Strategic repositioning: From location to platform
The crucial strategic shift for exhibitors lies in no longer viewing the trade fair as a standalone marketing event, but rather as the culmination of a continuous, digitally supported customer journey. The trade fair is most effective when the potential buyer has already been sensitized and qualified through pull content – and the physical encounter at the fair then takes the final step in building trust.
Specifically, this means that target groups should be warmly engaged with SEO-optimized content, expert articles, white papers, and LinkedIn communication well before the trade fair. The trade fair itself is then the conversion moment, where digital interest transforms into a personal connection. Follow-up via personalized content series, follow-up calls, and email sequences secures the lead. According to the AUMA exhibitor outlook, 99.5 percent of companies plan to continue their trade fair presence – but the quality of this presence, not its mere existence, will determine the ROI.
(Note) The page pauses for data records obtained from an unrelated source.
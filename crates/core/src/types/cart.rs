//! The cart collection and its mutation rules.
//!
//! [`Cart`] is an insertion-ordered list of [`CartLine`]s keyed by
//! [`ProductId`]. Every mutation goes through a method here, which is where the
//! two invariants live: ids are unique (adding a known id bumps its quantity)
//! and every line has a quantity between 1 and [`MAX_LINE_QUANTITY`].

use chrono::{DateTime, Utc};
use rust_decimal::Decimal;
use serde::{Deserialize, Serialize};

use super::id::ProductId;
use super::price::{PriceError, PriceTag};
use super::shipping::ShippingQuote;

/// Highest quantity a single line may hold.
pub const MAX_LINE_QUANTITY: u32 = 99;

/// One product entry in the cart.
#[derive(Debug, Clone, PartialEq, Eq, Serialize, Deserialize)]
#[serde(rename_all = "camelCase")]
pub struct CartLine {
    /// Unique key within the cart.
    pub id: ProductId,
    /// Display name.
    pub name: String,
    /// Unit price as displayed.
    pub price: PriceTag,
    /// Pre-discount price as displayed. Informational only.
    #[serde(default, skip_serializing_if = "Option::is_none")]
    pub original_price: Option<String>,
    /// Display image reference.
    pub image: String,
    /// Always within `1..=MAX_LINE_QUANTITY`.
    pub quantity: u32,
    /// When the line was first inserted.
    pub added_at: DateTime<Utc>,
}

impl CartLine {
    /// Unit price times quantity.
    #[must_use]
    pub fn line_total(&self) -> Decimal {
        self.price.price().times(self.quantity).amount
    }

    /// Whether the card showed a different pre-discount price.
    #[must_use]
    pub fn is_discounted(&self) -> bool {
        self.original_price
            .as_deref()
            .is_some_and(|original| original.trim() != self.price.as_str())
    }
}

/// A product as offered for adding to the cart.
///
/// This is whatever the product card displays at the moment of the add; the
/// price is still the raw displayed string and is validated by [`Cart::add`].
#[derive(Debug, Clone, PartialEq, Eq, Serialize, Deserialize)]
#[serde(rename_all = "camelCase")]
pub struct NewLine {
    pub id: ProductId,
    pub name: String,
    pub price: String,
    pub image: String,
    #[serde(default)]
    pub original_price: Option<String>,
}

impl NewLine {
    /// Build from a product card, deriving the id from the name.
    ///
    /// # Errors
    ///
    /// Returns an error if the name is blank.
    pub fn from_card(
        name: &str,
        price: &str,
        image: &str,
        original_price: Option<&str>,
    ) -> Result<Self, super::id::ProductIdError> {
        Ok(Self {
            id: ProductId::from_name(name)?,
            name: name.trim().to_owned(),
            price: price.trim().to_owned(),
            image: image.to_owned(),
            original_price: original_price
                .map(str::trim)
                .filter(|s| !s.is_empty())
                .map(str::to_owned),
        })
    }
}

/// Result of [`Cart::add`].
#[derive(Debug, Clone, Copy, PartialEq, Eq)]
pub enum AddOutcome {
    /// A new line was appended with quantity 1.
    Inserted,
    /// An existing line's quantity was incremented.
    Incremented { quantity: u32 },
    /// The existing line was already at [`MAX_LINE_QUANTITY`].
    AtLimit,
}

/// Result of [`Cart::set_quantity`].
#[derive(Debug, Clone, Copy, PartialEq, Eq)]
pub enum QuantityChange {
    /// No line with that id exists.
    Missing,
    /// The requested quantity was zero or negative; the line was removed.
    Removed,
    /// The quantity was changed.
    Updated { from: u32, to: u32 },
    /// The requested quantity exceeded the cap; the line now holds the cap.
    Clamped { requested: i64, to: u32 },
    /// The line already held the requested quantity.
    Unchanged,
}

impl QuantityChange {
    /// Whether the cart was modified.
    #[must_use]
    pub const fn is_change(&self) -> bool {
        matches!(
            self,
            Self::Removed | Self::Updated { .. } | Self::Clamped { .. }
        )
    }
}

/// An insertion-ordered collection of cart lines with unique ids.
#[derive(Debug, Clone, Default, PartialEq, Eq, Serialize)]
#[serde(transparent)]
pub struct Cart {
    lines: Vec<CartLine>,
}

impl Cart {
    /// Create an empty cart.
    #[must_use]
    pub const fn new() -> Self {
        Self { lines: Vec::new() }
    }

    /// Build a cart from previously stored lines.
    ///
    /// Lines sharing an id are merged into the first occurrence (quantities
    /// summed, capped); lines with a zero quantity are dropped.
    #[must_use]
    pub fn from_lines(lines: impl IntoIterator<Item = CartLine>) -> Self {
        let mut cart = Self::new();
        for line in lines {
            if line.quantity == 0 {
                continue;
            }
            if let Some(existing) = cart.get_mut(&line.id) {
                existing.quantity = existing
                    .quantity
                    .saturating_add(line.quantity)
                    .min(MAX_LINE_QUANTITY);
            } else {
                cart.lines.push(CartLine {
                    quantity: line.quantity.min(MAX_LINE_QUANTITY),
                    ..line
                });
            }
        }
        cart
    }

    /// Lines in insertion order.
    #[must_use]
    pub fn lines(&self) -> &[CartLine] {
        &self.lines
    }

    /// Look up a line by id.
    #[must_use]
    pub fn get(&self, id: &ProductId) -> Option<&CartLine> {
        self.lines.iter().find(|line| &line.id == id)
    }

    fn get_mut(&mut self, id: &ProductId) -> Option<&mut CartLine> {
        self.lines.iter_mut().find(|line| &line.id == id)
    }

    /// Whether the cart has zero lines.
    #[must_use]
    pub fn is_empty(&self) -> bool {
        self.lines.is_empty()
    }

    /// Number of distinct lines.
    #[must_use]
    pub fn len(&self) -> usize {
        self.lines.len()
    }

    /// Add one unit of a product (find-or-append).
    ///
    /// A known id has its quantity incremented and every other field left
    /// untouched; an unknown id is appended with quantity 1 and `now` as its
    /// insertion time.
    ///
    /// # Errors
    ///
    /// Returns an error, leaving the cart untouched, if the product's price
    /// cannot be parsed.
    pub fn add(&mut self, product: &NewLine, now: DateTime<Utc>) -> Result<AddOutcome, PriceError> {
        let price = PriceTag::parse(&product.price)?;

        if let Some(existing) = self.get_mut(&product.id) {
            if existing.quantity >= MAX_LINE_QUANTITY {
                return Ok(AddOutcome::AtLimit);
            }
            existing.quantity += 1;
            return Ok(AddOutcome::Incremented {
                quantity: existing.quantity,
            });
        }

        self.lines.push(CartLine {
            id: product.id.clone(),
            name: product.name.clone(),
            price,
            original_price: product.original_price.clone(),
            image: product.image.clone(),
            quantity: 1,
            added_at: now,
        });
        Ok(AddOutcome::Inserted)
    }

    /// Remove a line. Returns the removed line, if it existed.
    pub fn remove(&mut self, id: &ProductId) -> Option<CartLine> {
        let index = self.lines.iter().position(|line| &line.id == id)?;
        Some(self.lines.remove(index))
    }

    /// Set a line's quantity; zero or below removes the line.
    pub fn set_quantity(&mut self, id: &ProductId, quantity: i64) -> QuantityChange {
        if self.get(id).is_none() {
            return QuantityChange::Missing;
        }

        if quantity <= 0 {
            self.remove(id);
            return QuantityChange::Removed;
        }

        let Some(line) = self.get_mut(id) else {
            return QuantityChange::Missing;
        };

        let capped = u32::try_from(quantity)
            .unwrap_or(MAX_LINE_QUANTITY)
            .min(MAX_LINE_QUANTITY);
        let from = line.quantity;
        line.quantity = capped;

        if i64::from(capped) != quantity {
            QuantityChange::Clamped {
                requested: quantity,
                to: capped,
            }
        } else if from == capped {
            QuantityChange::Unchanged
        } else {
            QuantityChange::Updated { from, to: capped }
        }
    }

    /// Remove every line. Returns how many lines were removed.
    pub fn clear(&mut self) -> usize {
        let removed = self.lines.len();
        self.lines.clear();
        removed
    }

    /// Sum of quantities across all lines.
    #[must_use]
    pub fn total_item_count(&self) -> u64 {
        self.lines.iter().map(|line| u64::from(line.quantity)).sum()
    }

    /// Sum of unit price times quantity, before shipping.
    ///
    /// Saturates at [`Decimal::MAX`] rather than overflowing. Parsed unit
    /// prices are below [`MAX_UNIT_PRICE`](super::price::MAX_UNIT_PRICE), so
    /// a real cart stays far from that bound.
    #[must_use]
    pub fn subtotal(&self) -> Decimal {
        self.lines
            .iter()
            .map(CartLine::line_total)
            .fold(Decimal::ZERO, Decimal::saturating_add)
    }

    /// Shipping for this cart.
    ///
    /// An empty cart ships nothing and is quoted at zero; otherwise the
    /// subtotal rule of [`ShippingQuote::for_subtotal`] applies.
    #[must_use]
    pub fn shipping_quote(&self) -> ShippingQuote {
        if self.is_empty() {
            ShippingQuote::empty_cart()
        } else {
            ShippingQuote::for_subtotal(self.subtotal())
        }
    }

    /// Subtotal plus shipping cost.
    #[must_use]
    pub fn final_total(&self) -> Decimal {
        self.subtotal().saturating_add(self.shipping_quote().cost)
    }
}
Change is not optional. B2B marketing is moving away from its secondary role and assuming an active shaping function on equal footing with sales. Trade fairs that embrace this change will remain central platforms for economic exchange. Those that continue to rely on the isolated push model will become increasingly expensive, complex, and harder to justify in terms of their effectiveness – in an ocean where the buyer has long since dictated the current.